Once the line containing "use chrono::NaiveDateTime;" is found in the entries below, restate it and each following line word for word, stopping after the line containing "pub fn deserialize<'de, D: Deserializer<'de>>(d: D)".

------ SOURCE RECORDS ------

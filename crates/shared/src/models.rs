//! Wire models for the AlgoCDK marketplace backend.
//!
//! Field names and formats follow what the backend actually serializes,
//! quirks included (`member_ship_type`, the plain `YYYY-MM-DD HH:MM:SS`
//! user timestamps next to RFC 3339 everywhere else).

use chrono::{DateTime, NaiveDateTime, Utc};
use serde::{Deserialize, Serialize};

/// Serde adapter for the backend's plain `YYYY-MM-DD HH:MM:SS` timestamps.
///
/// User records carry this format; bots and transactions use RFC 3339.
pub mod plain_timestamp {
    use chrono::NaiveDateTime;
    use serde::{Deserialize, Deserializer, Serializer};

    const FORMAT: &str = "%Y-%m-%d %H:%M:%S";

    pub fn serialize<S: Serializer>(dt: &NaiveDateTime, s: S) -> Result<S::Ok, S::Error> {
        s.serialize_str(&dt.format(FORMAT).to_string())
    }

    pub fn deserialize<'de, D: Deserializer<'de>>(d: D) -> Result<NaiveDateTime, D::Error> {
        let s = String::deserialize(d)?;
        NaiveDateTime::parse_from_str(&s, FORMAT).map_err(serde::de::Error::custom)
    }
}

// --- Roles ---

/// Account role, which also selects the realtime notification channel.
#[derive(Debug, Clone, Copy, Serialize, Deserialize, PartialEq, Eq)]
#[serde(rename_all = "lowercase")]
pub enum Role {
    User,
    Admin,
    SuperAdmin,
}

impl Role {
    /// Map a role tag from the backend onto a [`Role`].
    ///
    /// The backend is loose about casing (`USER`, `User`, `SuperAdmin`),
    /// and anything unrecognized lands on the admin channel, matching the
    /// server's own routing.
    pub fn parse(tag: &str) -> Role {
        match tag.to_ascii_lowercase().as_str() {
            "superadmin" => Role::SuperAdmin,
            "user" => Role::User,
            _ => Role::Admin,
        }
    }

    /// Server-relative path of this role's websocket endpoint.
    pub fn channel_path(&self) -> &'static str {
        match self {
            Role::SuperAdmin => "/api/superadmin/ws",
            Role::User => "/api/user/ws",
            Role::Admin => "/api/admin/ws",
        }
    }
}

// --- Accounts ---

/// A user account as the backend serializes it.
#[derive(Debug, Clone, Serialize, Deserialize, PartialEq)]
pub struct User {
    pub id: u64,
    pub name: String,
    pub email: String,
    #[serde(default)]
    pub role: String,
    #[serde(default)]
    pub phone: String,
    #[serde(default)]
    pub country: String,
    #[serde(default, skip_serializing_if = "Option::is_none")]
    pub refresh_token: Option<String>,
    /// Only present in login and registration responses.
    #[serde(default, skip_serializing_if = "Option::is_none")]
    pub token: Option<String>,
    #[serde(with = "plain_timestamp")]
    pub created_at: NaiveDateTime,
    #[serde(with = "plain_timestamp")]
    pub updated_at: NaiveDateTime,
    #[serde(default)]
    pub total_profits: u64,
    #[serde(default)]
    pub active_bots: u64,
    #[serde(default)]
    pub total_trades: u64,
    /// Membership tier (free, silver, gold). The wire name is the backend's.
    #[serde(rename = "member_ship_type", default)]
    pub membership: String,
    #[serde(default)]
    pub subscription_expiry: Option<DateTime<Utc>>,
    #[serde(default)]
    pub upgrade_request_status: Option<String>,
}

/// Abbreviated account shape embedded in login responses.
#[derive(Debug, Clone, Serialize, Deserialize, PartialEq, Eq)]
pub struct UserSummary {
    pub id: u64,
    pub name: String,
    pub email: String,
}

/// An admin record, with its linked account and payout details.
#[derive(Debug, Clone, Serialize, Deserialize, PartialEq)]
pub struct Admin {
    pub id: u64,
    pub person_id: u64,
    pub person: User,
    #[serde(default)]
    pub bank_code: String,
    #[serde(default)]
    pub account_number: String,
    #[serde(default)]
    pub account_name: String,
    #[serde(default)]
    pub paystack_subaccount_code: String,
    #[serde(default)]
    pub kyc_status: String,
    #[serde(default)]
    pub verified_at: Option<DateTime<Utc>>,
    pub created_at: DateTime<Utc>,
    pub updated_at: DateTime<Utc>,
}

// --- Marketplace ---

/// A trading bot listed on the marketplace.
#[derive(Debug, Clone, Serialize, Deserialize, PartialEq)]
pub struct Bot {
    pub id: u64,
    pub name: String,
    #[serde(default)]
    pub html_file: String,
    #[serde(default)]
    pub image: String,
    pub price: f64,
    #[serde(default)]
    pub rent_price: f64,
    #[serde(default)]
    pub strategy: String,
    pub owner_id: u64,
    pub created_at: DateTime<Utc>,
    pub updated_at: DateTime<Utc>,
    #[serde(default)]
    pub status: String,
    #[serde(default)]
    pub subscription_type: String,
    #[serde(default)]
    pub subscription_expiry: String,
    #[serde(default)]
    pub description: String,
    #[serde(default)]
    pub category: String,
    #[serde(default)]
    pub version: String,
}

/// A user's favorite, joined with the account and the bot.
#[derive(Debug, Clone, Serialize, Deserialize, PartialEq)]
pub struct Favorite {
    pub id: u64,
    pub user_id: u64,
    pub bot_id: u64,
    pub user: User,
    pub bot: Bot,
}

/// A recorded payment, with the revenue split between platform and admin.
#[derive(Debug, Clone, Serialize, Deserialize, PartialEq)]
pub struct Transaction {
    pub id: u64,
    pub user_id: u64,
    #[serde(default)]
    pub admin_id: u64,
    pub bot_id: u64,
    pub amount: f64,
    #[serde(default)]
    pub company_share: f64,
    #[serde(default)]
    pub admin_share: f64,
    #[serde(default)]
    pub reference: String,
    /// "pending", "success" or "failed".
    #[serde(default)]
    pub status: String,
    #[serde(default)]
    pub payment_channel: String,
    /// "purchase" or "rent".
    #[serde(default)]
    pub payment_type: String,
    #[serde(default)]
    pub description: String,
    pub created_at: DateTime<Utc>,
}

// --- Request payloads ---

#[derive(Debug, Clone, Serialize, Deserialize, PartialEq, Eq)]
pub struct LoginRequest {
    pub email: String,
    pub password: String,
}

#[derive(Debug, Clone, Serialize, Deserialize, PartialEq, Eq)]
pub struct RegisterRequest {
    pub name: String,
    pub email: String,
    pub password: String,
    #[serde(default, skip_serializing_if = "Option::is_none")]
    pub phone: Option<String>,
    #[serde(default, skip_serializing_if = "Option::is_none")]
    pub country: Option<String>,
}

#[derive(Debug, Clone, Serialize, Deserialize, PartialEq, Eq)]
pub struct CreateUserRequest {
    pub name: String,
    pub email: String,
    pub password: String,
    #[serde(default, skip_serializing_if = "Option::is_none")]
    pub phone: Option<String>,
    #[serde(default, skip_serializing_if = "Option::is_none")]
    pub country: Option<String>,
    #[serde(default, skip_serializing_if = "Option::is_none")]
    pub role: Option<String>,
}

#[derive(Debug, Clone, Serialize, Deserialize, PartialEq, Eq)]
pub struct UpdateUserRequest {
    pub id: u64,
    #[serde(default, skip_serializing_if = "Option::is_none")]
    pub name: Option<String>,
    #[serde(default, skip_serializing_if = "Option::is_none")]
    pub email: Option<String>,
    #[serde(default, skip_serializing_if = "Option::is_none")]
    pub password: Option<String>,
    #[serde(default, skip_serializing_if = "Option::is_none")]
    pub role: Option<String>,
    #[serde(
        rename = "member_ship_type",
        default,
        skip_serializing_if = "Option::is_none"
    )]
    pub membership: Option<String>,
}

/// Body of `DELETE /api/superadmin/delete-user` (the id travels in the
/// body, not the path).
#[derive(Debug, Clone, Serialize, Deserialize, PartialEq, Eq)]
pub struct DeleteUserRequest {
    pub id: u64,
}

#[derive(Debug, Clone, Serialize, Deserialize, PartialEq, Eq)]
pub struct CreateAdminRequest {
    pub name: String,
    pub email: String,
    pub password: String,
    #[serde(default, skip_serializing_if = "Option::is_none")]
    pub bank_code: Option<String>,
    #[serde(default, skip_serializing_if = "Option::is_none")]
    pub account_number: Option<String>,
    #[serde(default, skip_serializing_if = "Option::is_none")]
    pub account_name: Option<String>,
}

#[derive(Debug, Clone, Serialize, Deserialize, PartialEq, Eq)]
pub struct UpdateAdminRequest {
    #[serde(default, skip_serializing_if = "Option::is_none")]
    pub name: Option<String>,
    #[serde(default, skip_serializing_if = "Option::is_none")]
    pub email: Option<String>,
    #[serde(default, skip_serializing_if = "Option::is_none")]
    pub bank_code: Option<String>,
    #[serde(default, skip_serializing_if = "Option::is_none")]
    pub account_number: Option<String>,
    #[serde(default, skip_serializing_if = "Option::is_none")]
    pub account_name: Option<String>,
}

/// Payload for creating or updating a marketplace bot.
#[derive(Debug, Clone, Serialize, Deserialize, PartialEq)]
pub struct BotRequest {
    pub name: String,
    pub price: f64,
    #[serde(default)]
    pub rent_price: f64,
    #[serde(default)]
    pub strategy: String,
    #[serde(default)]
    pub description: String,
    #[serde(default)]
    pub category: String,
    #[serde(default)]
    pub subscription_type: String,
    #[serde(default, skip_serializing_if = "Option::is_none")]
    pub html_file: Option<String>,
    #[serde(default, skip_serializing_if = "Option::is_none")]
    pub image: Option<String>,
    #[serde(default, skip_serializing_if = "Option::is_none")]
    pub version: Option<String>,
}

#[derive(Debug, Clone, Serialize, Deserialize, PartialEq)]
pub struct RecordTransactionRequest {
    pub user_id: u64,
    pub bot_id: u64,
    pub amount: f64,
    #[serde(default, skip_serializing_if = "Option::is_none")]
    pub admin_id: Option<u64>,
    #[serde(default, skip_serializing_if = "Option::is_none")]
    pub payment_type: Option<String>,
    #[serde(default, skip_serializing_if = "Option::is_none")]
    pub reference: Option<String>,
    #[serde(default, skip_serializing_if = "Option::is_none")]
    pub description: Option<String>,
}

/// Input to `POST /api/user/paystack/init`.
#[derive(Debug, Clone, Serialize, Deserialize, PartialEq)]
pub struct PaymentInitRequest {
    pub amount: f64,
    pub admin_id: u64,
    pub bot_id: u64,
    /// "purchase" or "rent".
    pub payment_type: String,
    #[serde(default)]
    pub description: String,
}

// --- Response envelopes ---

/// Plain acknowledgement body used by most mutating endpoints.
#[derive(Debug, Clone, Serialize, Deserialize, PartialEq, Eq)]
pub struct MessageResponse {
    pub message: String,
}

/// Body of a successful login or registration.
#[derive(Debug, Clone, Serialize, Deserialize, PartialEq, Eq)]
pub struct LoginResponse {
    pub token: String,
    #[serde(default)]
    pub message: Option<String>,
    #[serde(default)]
    pub role: Option<String>,
    #[serde(default)]
    pub membership: Option<String>,
    #[serde(default)]
    pub user: Option<UserSummary>,
}

/// `GET /api/user/me` and `GET /api/superadmin/profile` build this by hand
/// on the server side, so everything past the identity fields is optional.
#[derive(Debug, Clone, Serialize, Deserialize, PartialEq, Eq)]
pub struct Profile {
    pub id: u64,
    pub name: String,
    pub email: String,
    #[serde(default)]
    pub role: String,
    #[serde(default)]
    pub joined: Option<DateTime<Utc>>,
    #[serde(default)]
    pub membership: Option<String>,
    #[serde(default)]
    pub upgrade_status: Option<String>,
}

/// Frame pushed over the realtime channel by the notification hub.
#[derive(Debug, Clone, Serialize, Deserialize, PartialEq, Eq)]
pub struct Notification {
    pub message: String,
}

#[cfg(test)]
mod tests {
    use super::*;

    #[test]
    fn role_parse_is_case_insensitive_and_defaults_to_admin() {
        assert_eq!(Role::parse("SuperAdmin"), Role::SuperAdmin);
        assert_eq!(Role::parse("USER"), Role::User);
        assert_eq!(Role::parse("Admin"), Role::Admin);
        assert_eq!(Role::parse("anything-else"), Role::Admin);
    }

    #[test]
    fn channel_paths_match_backend_routes() {
        assert_eq!(Role::SuperAdmin.channel_path(), "/api/superadmin/ws");
        assert_eq!(Role::User.channel_path(), "/api/user/ws");
        assert_eq!(Role::Admin.channel_path(), "/api/admin/ws");
    }

    #[test]
    fn user_timestamps_use_the_plain_format() {
        let json = r#"{
            "id": 7,
            "name": "Ada",
            "email": "ada@example.com",
            "role": "USER",
            "created_at": "2025-03-01 09:30:00",
            "updated_at": "2025-03-02 10:00:00"
        }"#;
        let user: User = serde_json::from_str(json).unwrap();
        assert_eq!(user.id, 7);
        assert_eq!(user.created_at.format("%H:%M").to_string(), "09:30");

        let out = serde_json::to_value(&user).unwrap();
        assert_eq!(out["created_at"], "2025-03-01 09:30:00");
        assert_eq!(out["member_ship_type"], "");
    }

    #[test]
    fn login_response_tolerates_minimal_bodies() {
        // Superadmin login returns only a message and a token.
        let resp: LoginResponse =
            serde_json::from_str(r#"{"message":"login successful","token":"jwt"}"#).unwrap();
        assert_eq!(resp.token, "jwt");
        assert!(resp.user.is_none());
    }

    #[test]
    fn optional_request_fields_are_omitted() {
        let req = UpdateUserRequest {
            id: 3,
            name: Some("New Name".into()),
            email: None,
            password: None,
            role: None,
            membership: None,
        };
        let json = serde_json::to_string(&req).unwrap();
        assert_eq!(json, r#"{"id":3,"name":"New Name"}"#);
    }
}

------

TASK RESPONSE.
    use chrono::NaiveDateTime;
    use serde::{Deserialize, Deserializer, Serializer};

    const FORMAT: &str = "%Y-%m-%d %H:%M:%S";

    pub fn serialize<S: Serializer>(dt: &NaiveDateTime, s: S) -> Result<S::Ok, S::Error> {
        s.serialize_str(&dt.format(FORMAT).to_string())
    }

    pub fn deserialize<'de, D: Deserializer<'de>>(d: D) -> Result<NaiveDateTime, D::Error> {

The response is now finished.